## What the task requires
From the records below, please repeat exactly the line that has "fn clear(&mut self)", the line that has "fn is_full(&self) ->", and every line between them, and nothing else.

Stored data:
______
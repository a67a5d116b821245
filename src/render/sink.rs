// src/render/sink.rs
//
// The DrawSink capability shared by the live pen and the code generator.
// Callers always pass explicit positions, so neither backend has to be
// queried for pen state.

use std::f64::consts::PI;

use crate::error::SinkError;
use crate::models::{Color, Point};

/// Whether a reposition draws.
#[derive(Debug, Clone, Copy, PartialEq, Eq)]
pub enum PenMode {
    /// Lift the pen, move, lower it again.
    Jump,
    /// Move with the pen down, leaving a mark.
    KeepDown,
}

pub trait DrawSink {
    fn set_speed(&mut self, speed: u32) -> Result<(), SinkError>;

    fn set_color(&mut self, color: &Color) -> Result<(), SinkError>;

    fn begin_fill(&mut self) -> Result<(), SinkError>;

    fn end_fill(&mut self) -> Result<(), SinkError>;

    fn hide(&mut self) -> Result<(), SinkError>;

    fn set_position(&mut self, to: Point, mode: PenMode) -> Result<(), SinkError>;

    /// Orients from `from` towards `to` and advances the full distance.
    fn stroke_to(&mut self, from: Point, to: Point) -> Result<(), SinkError>;

    /// Batched refresh signal for live devices.
    fn refresh(&mut self) -> Result<(), SinkError> {
        Ok(())
    }

    /// Flushes anything buffered. Called exactly once at the end of a run.
    fn finish(&mut self) -> Result<(), SinkError> {
        Ok(())
    }
}

impl<S: DrawSink + ?Sized> DrawSink for &mut S {
    fn set_speed(&mut self, speed: u32) -> Result<(), SinkError> {
        (**self).set_speed(speed)
    }

    fn set_color(&mut self, color: &Color) -> Result<(), SinkError> {
        (**self).set_color(color)
    }

    fn begin_fill(&mut self) -> Result<(), SinkError> {
        (**self).begin_fill()
    }

    fn end_fill(&mut self) -> Result<(), SinkError> {
        (**self).end_fill()
    }

    fn hide(&mut self) -> Result<(), SinkError> {
        (**self).hide()
    }

    fn set_position(&mut self, to: Point, mode: PenMode) -> Result<(), SinkError> {
        (**self).set_position(to, mode)
    }

    fn stroke_to(&mut self, from: Point, to: Point) -> Result<(), SinkError> {
        (**self).stroke_to(from, to)
    }

    fn refresh(&mut self) -> Result<(), SinkError> {
        (**self).refresh()
    }

    fn finish(&mut self) -> Result<(), SinkError> {
        (**self).finish()
    }
}

/// Heading and distance from `from` to `to`. The heading is measured in
/// degrees clockwise from north (+y), the turtle "logo" convention.
pub fn angle_dist(from: Point, to: Point) -> (f64, f64) {
    let dx = to.x - from.x;
    let dy = to.y - from.y;
    // counterclockwise from +x
    let theta = dy.atan2(dx) * 180.0 / PI;
    ((450.0 - theta).rem_euclid(360.0), dx.hypot(dy))
}

/// Inverse of `angle_dist`: where a pen heading `heading` ends after `distance`.
pub fn advance(from: Point, heading: f64, distance: f64) -> Point {
    let radians = heading.to_radians();
    Point::new(
        from.x + distance * radians.sin(),
        from.y + distance * radians.cos(),
    )
}

#[cfg(test)]
mod tests {
    use super::*;

    #[test]
    fn test_angle_dist_compass_points() {
        let origin = Point::new(2.0, 1.0);
        assert_eq!(angle_dist(origin, Point::new(2.0, 2.0)).0, 0.0);
        assert_eq!(angle_dist(origin, Point::new(3.0, 1.0)).0, 90.0);
        assert_eq!(angle_dist(origin, Point::new(2.0, 0.0)).0, 180.0);
        assert_eq!(angle_dist(origin, Point::new(1.0, 1.0)).0, 270.0);
    }

    #[test]
    fn test_angle_dist_diagonal() {
        let (angle, distance) = angle_dist(Point::new(1.0, 2.0), Point::new(3.0, 4.0));
        assert!((angle - 45.0).abs() < 1e-9);
        assert!((distance - 8.0_f64.sqrt()).abs() < 1e-9);
    }

    #[test]
    fn test_angle_always_in_range() {
        for i in 0..36 {
            let a = (i as f64 * 10.0).to_radians();
            let (angle, _) = angle_dist(Point::default(), Point::new(a.cos(), a.sin()));
            assert!((0.0..360.0).contains(&angle), "angle {} out of range", angle);
        }
    }

    #[test]
    fn test_advance_inverts_angle_dist() {
        let from = Point::new(-12.5, 40.0);
        for to in [Point::new(3.0, -7.0), Point::new(-100.0, 40.0), Point::new(-12.5, 90.0)] {
            let (heading, distance) = angle_dist(from, to);
            assert!(advance(from, heading, distance).approx_eq(to, 1e-9));
        }
    }
}
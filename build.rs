use std::env;
use std::fs;
use std::path::Path;

fn main() {
    println!("cargo:rerun-if-changed=config.toml");

    // Get the output directory from cargo
    let out_dir = env::var("OUT_DIR").unwrap();

    // Copy config.toml next to the built binary so Config::load() finds it
    let config_path = Path::new("config.toml");
    let dest_path = Path::new(&out_dir)
        .parent()
        .unwrap()
        .parent()
        .unwrap()
        .parent()
        .unwrap()
        .join("config.toml");

    fs::copy(config_path, dest_path).unwrap();
}
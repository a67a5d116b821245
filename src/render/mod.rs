// src/render/mod.rs
// Pen backends: the live nannou pen, the code generator and the code replayer

pub mod codegen;
pub mod immediate;
pub mod replay;
pub mod sink;

pub use codegen::{CodeGenSink, DEFAULT_PRECISION};
pub use immediate::{DisplayItem, ImmediateSink, TurtlePen};
pub use replay::replay;
pub use sink::{advance, angle_dist, DrawSink, PenMode};
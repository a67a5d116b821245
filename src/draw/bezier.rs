//! Bézier flattening.
//!
//! Curves are sampled at a fixed parameter step into points the pen can join
//! with straight strokes.

use crate::config::{BezierKind, TessellationConfig};
use crate::error::ConfigError;
use crate::models::Point;

/// Cubic basis matrix; row `i` holds the coefficients of `t^i`.
const CUBIC_BASIS: [[f64; 4]; 4] = [
    [1.0, 0.0, 0.0, 0.0],
    [-3.0, 3.0, 0.0, 0.0],
    [3.0, -6.0, 3.0, 0.0],
    [-1.0, 3.0, -3.0, 1.0],
];

#[derive(Debug, Clone)]
pub struct BezierTessellator {
    kind: BezierKind,
    step: f64,
    include_endpoint: bool,
}

impl BezierTessellator {
    pub fn new(config: &TessellationConfig) -> Result<Self, ConfigError> {
        let step = config.step_size;
        if !(step > 0.0 && step <= 1.0) {
            return Err(ConfigError::InvalidStepSize(step));
        }
        Ok(Self {
            kind: config.bezier,
            step,
            include_endpoint: config.include_endpoint,
        })
    }

    pub fn required_points(&self) -> usize {
        self.kind.required_points()
    }

    /// Flattens one segment. `points` must hold exactly `required_points()`
    /// canvas-space control points.
    pub fn flatten(&self, points: &[Point]) -> Vec<Point> {
        debug_assert_eq!(points.len(), self.required_points());
        match self.kind {
            BezierKind::Cubic => self.cubic(points[0], points[1], points[2], points[3]),
            BezierKind::Quadratic => self.quadratic(points[0], points[1], points[2]),
        }
    }

    /// Sample parameters `0, h, 2h, ...` strictly below 1. Counting in integers
    /// keeps an accumulated `h` from creeping up to 1 and emitting it twice.
    fn parameters(&self) -> impl Iterator<Item = f64> + '_ {
        (0usize..)
            .map(move |k| k as f64 * self.step)
            .take_while(|t| *t < 1.0 - 1e-9)
    }

    pub fn cubic(&self, p0: Point, p1: Point, p2: Point, p3: Point) -> Vec<Point> {
        let control = [p0, p1, p2, p3];
        let mut coefficients = [Point::default(); 4];
        for (row, coefficient) in CUBIC_BASIS.iter().zip(coefficients.iter_mut()) {
            for (weight, p) in row.iter().zip(control.iter()) {
                coefficient.x += weight * p.x;
                coefficient.y += weight * p.y;
            }
        }

        let mut out: Vec<Point> = self
            .parameters()
            .map(|t| {
                let monomial = [1.0, t, t * t, t * t * t];
                let mut p = Point::default();
                for (m, c) in monomial.iter().zip(coefficients.iter()) {
                    p.x += m * c.x;
                    p.y += m * c.y;
                }
                p
            })
            .collect();

        out[0] = p0;
        if self.include_endpoint {
            out.push(p3);
        }
        out
    }

    pub fn quadratic(&self, p0: Point, p1: Point, p2: Point) -> Vec<Point> {
        let mut out: Vec<Point> = self
            .parameters()
            .map(|t| {
                let s = 1.0 - t;
                Point::new(
                    s * s * p0.x + 2.0 * s * t * p1.x + t * t * p2.x,
                    s * s * p0.y + 2.0 * s * t * p1.y + t * t * p2.y,
                )
            })
            .collect();
        out[0] = p0;
        out.push(p2);
        out
    }
}
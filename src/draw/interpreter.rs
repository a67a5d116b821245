// src/draw/interpreter.rs
// Walks one path's tokens and turns them into pen primitives
//
// Relative coordinates are resolved in document space; everything handed to
// the tessellator or the sink is in canvas space. Strokes always start where
// the interpreter last put the pen, so the emitted strokes form one
// continuous polyline per subpath.

use super::bezier::BezierTessellator;
use super::transform::CoordinateTransform;
use crate::error::SinkError;
use crate::models::Point;
use crate::render::{DrawSink, PenMode};
use crate::services::svg::{Command, PathToken};

#[derive(Debug, Clone, Copy, PartialEq, Eq)]
pub enum Mode {
    None,
    Line,
    Curve,
}

/// Counters for one interpreted path.
#[derive(Debug, Clone, Copy, Default, PartialEq, Eq)]
pub struct PathStats {
    pub strokes: usize,
    pub curves: usize,
    pub skipped_tokens: usize,
}

/// Canvas-space control points for the curve segment in progress. Holds at
/// most `capacity` points; a full buffer is drained down to its last point.
#[derive(Debug, Clone)]
struct ControlPointBuffer {
    points: Vec<Point>,
    capacity: usize,
}

impl ControlPointBuffer {
    fn new(capacity: usize) -> Self {
        Self {
            points: Vec::with_capacity(capacity),
            capacity,
        }
    }

    fn clear(&mut self) {
        self.points.clear();
    }

    fn reseed(&mut self, p: Point) {
        self.points.clear();
        self.points.push(p);
    }

    fn push(&mut self, p: Point) {
        debug_assert!(self.points.len() < self.capacity);
        self.points.push(p);
    }

    fn is_full(&self) -> bool {
        self.points.len() == self.capacity
    }

    fn as_slice(&self) -> &[Point] {
        &self.points
    }

    /// Keeps only the shared endpoint so the next segment chains from it.
    fn chain(&mut self) {
        if let Some(last) = self.points.last().copied() {
            self.reseed(last);
        }
    }
}

pub struct PathInterpreter<'a> {
    transform: &'a CoordinateTransform,
    tessellator: &'a BezierTessellator,
    mode: Mode,
    buffer: ControlPointBuffer,
    // document space
    anchor: Point,
    current: Point,
    // canvas space, where the pen was last left
    pen: Point,
    stats: PathStats,
}

impl<'a> PathInterpreter<'a> {
    pub fn new(transform: &'a CoordinateTransform, tessellator: &'a BezierTessellator) -> Self {
        Self {
            transform,
            tessellator,
            mode: Mode::None,
            buffer: ControlPointBuffer::new(tessellator.required_points()),
            anchor: Point::default(),
            current: Point::default(),
            pen: transform.to_canvas(Point::default()),
            stats: PathStats::default(),
        }
    }

    /// Interprets a whole decoded path. The first token must be the absolute
    /// start move, which `parse_path_data` guarantees.
    pub fn run<S: DrawSink>(
        transform: &'a CoordinateTransform,
        tessellator: &'a BezierTessellator,
        tokens: &[PathToken],
        sink: &mut S,
    ) -> Result<PathStats, SinkError> {
        let mut interpreter = Self::new(transform, tessellator);
        for token in tokens {
            interpreter.step(token, sink)?;
        }
        Ok(interpreter.stats)
    }

    pub fn mode(&self) -> Mode {
        self.mode
    }

    pub fn current(&self) -> Point {
        self.current
    }

    pub fn anchor(&self) -> Point {
        self.anchor
    }

    pub fn stats(&self) -> PathStats {
        self.stats
    }

    pub fn step<S: DrawSink>(&mut self, token: &PathToken, sink: &mut S) -> Result<(), SinkError> {
        let delta = Point::new(token.x, token.y);
        match token.command {
            Command::MoveAbsolute => self.move_to(delta, sink)?,
            Command::MoveRelative => self.move_to(self.current + delta, sink)?,
            Command::LineRelative => self.line_by(delta, sink)?,
            Command::CurveRelative => self.curve_by(delta, sink)?,
            Command::Unsupported(letter) => {
                log::warn!("Unrecognized path command ({}), skipping", letter);
                self.stats.skipped_tokens += 1;
                return Ok(());
            }
        }

        if token.closes {
            self.close(sink)?;
        }
        Ok(())
    }

    fn move_to<S: DrawSink>(&mut self, p: Point, sink: &mut S) -> Result<(), SinkError> {
        let canvas = self.transform.to_canvas(p);
        sink.set_position(canvas, PenMode::Jump)?;
        self.buffer.clear();
        self.anchor = p;
        self.current = p;
        self.pen = canvas;
        self.mode = Mode::None;
        Ok(())
    }

    fn line_by<S: DrawSink>(&mut self, delta: Point, sink: &mut S) -> Result<(), SinkError> {
        let target = self.current + delta;
        let canvas = self.transform.to_canvas(target);
        let to = self.transform.clip(canvas);
        sink.stroke_to(self.pen, to)?;
        self.pen = to;
        self.stats.strokes += 1;

        self.buffer.reseed(canvas);
        self.current = target;
        self.mode = Mode::Line;
        Ok(())
    }

    fn curve_by<S: DrawSink>(&mut self, delta: Point, sink: &mut S) -> Result<(), SinkError> {
        let target = self.current + delta;
        if self.mode != Mode::Curve {
            self.buffer.reseed(self.transform.to_canvas(self.current));
        }
        self.buffer.push(self.transform.to_canvas(target));

        if self.buffer.is_full() {
            let points = self.tessellator.flatten(self.buffer.as_slice());
            for p in points {
                let to = self.transform.clip(p);
                sink.stroke_to(self.pen, to)?;
                self.pen = to;
                self.stats.strokes += 1;
            }
            self.stats.curves += 1;
            self.buffer.chain();
        }

        self.current = target;
        self.mode = Mode::Curve;
        Ok(())
    }

    /// One more motion back to the anchor, in the mode of the token just
    /// processed. A subpath closed straight after its move closes with a line.
    fn close<S: DrawSink>(&mut self, sink: &mut S) -> Result<(), SinkError> {
        let back = self.anchor - self.current;
        match self.mode {
            Mode::Curve => self.curve_by(back, sink),
            Mode::Line | Mode::None => self.line_by(back, sink),
        }
    }
}

#[cfg(test)]
mod tests {
    use super::*;
    use crate::config::{BezierKind, TessellationConfig};
    use crate::models::{Canvas, Viewport};
    use crate::render::{CodeGenSink, ImmediateSink};
    use crate::services::svg::parse_path_data;

    const EPS: f64 = 1e-9;

    // 100x100 viewport on a 140x140 canvas with padding 20: scale 1, so
    // document (x, y) lands on canvas (x - 50, 50 - y).
    fn transform(clip: bool) -> CoordinateTransform {
        CoordinateTransform::new(
            &Viewport {
                min_x: 0.0,
                min_y: 0.0,
                width: 100.0,
                height: 100.0,
            },
            &Canvas {
                width: 140.0,
                height: 140.0,
                padding: 20.0,
            },
            clip,
        )
        .unwrap()
    }

    fn tessellator(kind: BezierKind, include_endpoint: bool) -> BezierTessellator {
        BezierTessellator::new(&TessellationConfig {
            step_size: 0.5,
            bezier: kind,
            include_endpoint,
        })
        .unwrap()
    }

    fn interpret(d: &str, kind: BezierKind, include_endpoint: bool) -> (PathStats, ImmediateSink) {
        let transform = transform(true);
        let tessellator = tessellator(kind, include_endpoint);
        let tokens = parse_path_data(d).unwrap();
        let mut sink = ImmediateSink::new(None);
        let stats = PathInterpreter::run(&transform, &tessellator, &tokens, &mut sink).unwrap();
        (stats, sink)
    }

    #[test]
    fn test_closed_square_returns_to_anchor() {
        let (stats, sink) = interpret("M10 10 l80 0 l0 80 l-80 0 z", BezierKind::Cubic, false);
        assert_eq!(stats.strokes, 4);
        assert_eq!(stats.curves, 0);

        let anchor = transform(true).to_canvas(Point::new(10.0, 10.0));
        assert!(sink.pen().position.approx_eq(anchor, EPS));
        let lines: Vec<_> = sink.lines().collect();
        assert!(lines[3].1.approx_eq(anchor, EPS));
    }

    #[test]
    fn test_cubic_segment_stroke_counts() {
        let (without, _) = interpret("M0 0 c0 50 50 50 50 0", BezierKind::Cubic, false);
        assert_eq!(without.strokes, 2);
        assert_eq!(without.curves, 1);

        let (with, sink) = interpret("M0 0 c0 50 50 50 50 0", BezierKind::Cubic, true);
        assert_eq!(with.strokes, 3);
        // control points chain: (0,0) -> (0,50) -> (50,100) -> (100,100)
        let end = transform(true).to_canvas(Point::new(100.0, 100.0));
        assert!(sink.pen().position.approx_eq(end, EPS));
    }

    #[test]
    fn test_curve_buffer_chains_between_segments() {
        // two cubic segments share their joint point
        let (stats, _) = interpret("M0 0 c10 0 10 0 10 0 10 0 10 0 10 0", BezierKind::Cubic, true);
        assert_eq!(stats.curves, 2);
        assert_eq!(stats.strokes, 6);
    }

    #[test]
    fn test_partial_curve_is_not_drawn() {
        let (stats, sink) = interpret("M0 0 c10 10 10 10", BezierKind::Cubic, true);
        assert_eq!(stats.curves, 0);
        assert_eq!(stats.strokes, 0);
        assert_eq!(sink.lines().count(), 0);
    }

    #[test]
    fn test_quadratic_segments() {
        let (stats, _) = interpret("M0 0 c10 10 10 -10 10 10 10 -10", BezierKind::Quadratic, false);
        // 4 points after the start: two quadratic segments of 3 strokes each
        assert_eq!(stats.curves, 2);
        assert_eq!(stats.strokes, 6);
    }

    #[test]
    fn test_line_after_curve_discards_partial_buffer() {
        let transform = transform(true);
        let tessellator = tessellator(BezierKind::Cubic, true);
        let tokens = parse_path_data("M0 0 c10 0 10 0 l5 5").unwrap();
        let mut sink = ImmediateSink::new(None);
        let mut interpreter = PathInterpreter::new(&transform, &tessellator);
        for token in &tokens {
            interpreter.step(token, &mut sink).unwrap();
        }
        assert_eq!(interpreter.mode(), Mode::Line);
        assert_eq!(interpreter.current(), Point::new(25.0, 5.0));
        assert_eq!(interpreter.stats().curves, 0);
        assert_eq!(interpreter.stats().strokes, 1);
    }

    #[test]
    fn test_curve_after_line_starts_at_line_end() {
        // the cubic's control points are (10,0) (10,0) (10,0) (20,0): a
        // straight run along y = 0, so every sample stays on that line
        let (stats, sink) = interpret("M0 0 l10 0 c0 0 0 0 10 0", BezierKind::Cubic, true);
        assert_eq!(stats.curves, 1);
        assert_eq!(stats.strokes, 4);
        let t = transform(true);
        let lines: Vec<_> = sink.lines().collect();
        assert!(lines[1].1.approx_eq(t.to_canvas(Point::new(10.0, 0.0)), EPS));
        for (_, end) in &lines {
            assert!((end.y - 50.0).abs() < EPS);
        }
        assert!(sink.pen().position.approx_eq(t.to_canvas(Point::new(20.0, 0.0)), EPS));
    }

    #[test]
    fn test_moves_reset_anchor_and_mode() {
        let transform = transform(true);
        let tessellator = tessellator(BezierKind::Cubic, false);
        let tokens = parse_path_data("M0 0 l10 10 m5 5").unwrap();
        let mut sink = CodeGenSink::new(Vec::new(), 6);
        let mut interpreter = PathInterpreter::new(&transform, &tessellator);
        for token in &tokens {
            interpreter.step(token, &mut sink).unwrap();
        }
        assert_eq!(interpreter.mode(), Mode::None);
        assert_eq!(interpreter.anchor(), Point::new(15.0, 15.0));
        assert_eq!(interpreter.current(), Point::new(15.0, 15.0));

        let code = String::from_utf8(sink.into_inner()).unwrap();
        let jumps = code.lines().filter(|l| l.starts_with("(penup)")).count();
        assert_eq!(jumps, 2);
    }

    #[test]
    fn test_close_in_curve_mode_appends_control_point() {
        // one c pair leaves two control points; the close adds the third and
        // completes a quadratic segment ending at the anchor
        let (stats, sink) = interpret("M20 20 c10 0z", BezierKind::Quadratic, false);
        assert_eq!(stats.curves, 1);
        let anchor = transform(true).to_canvas(Point::new(20.0, 20.0));
        assert!(sink.pen().position.approx_eq(anchor, EPS));
    }

    #[test]
    fn test_close_right_after_move_uses_a_line() {
        let (stats, _) = interpret("M20 20 m10 10z", BezierKind::Cubic, false);
        assert_eq!(stats.strokes, 1);
        assert_eq!(stats.curves, 0);
    }

    #[test]
    fn test_unknown_command_leaves_state_untouched() {
        let (stats, sink) = interpret("M0 0 q5 5 l10 0", BezierKind::Cubic, false);
        assert_eq!(stats.skipped_tokens, 1);
        assert_eq!(stats.strokes, 1);
        let lines: Vec<_> = sink.lines().collect();
        let t = transform(true);
        assert!(lines[0].1.approx_eq(t.to_canvas(Point::new(10.0, 0.0)), EPS));
    }

    #[test]
    fn test_strokes_are_clipped_when_enabled() {
        let (_, sink) = interpret("M50 50 l500 0", BezierKind::Cubic, false);
        assert!(sink.pen().position.approx_eq(Point::new(50.0, 0.0), EPS));

        let transform = transform(false);
        let tessellator = tessellator(BezierKind::Cubic, false);
        let tokens = parse_path_data("M50 50 l500 0").unwrap();
        let mut sink = ImmediateSink::new(None);
        PathInterpreter::run(&transform, &tessellator, &tokens, &mut sink).unwrap();
        assert!(sink.pen().position.approx_eq(Point::new(500.0, 0.0), EPS));
    }
}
______
## Result of this task
    fn clear(&mut self) {
        self.points.clear();
    }

    fn reseed(&mut self, p: Point) {
        self.points.clear();
        self.points.push(p);
    }

    fn push(&mut self, p: Point) {
        debug_assert!(self.points.len() < self.capacity);
        self.points.push(p);
    }

    fn is_full(&self) -> bool {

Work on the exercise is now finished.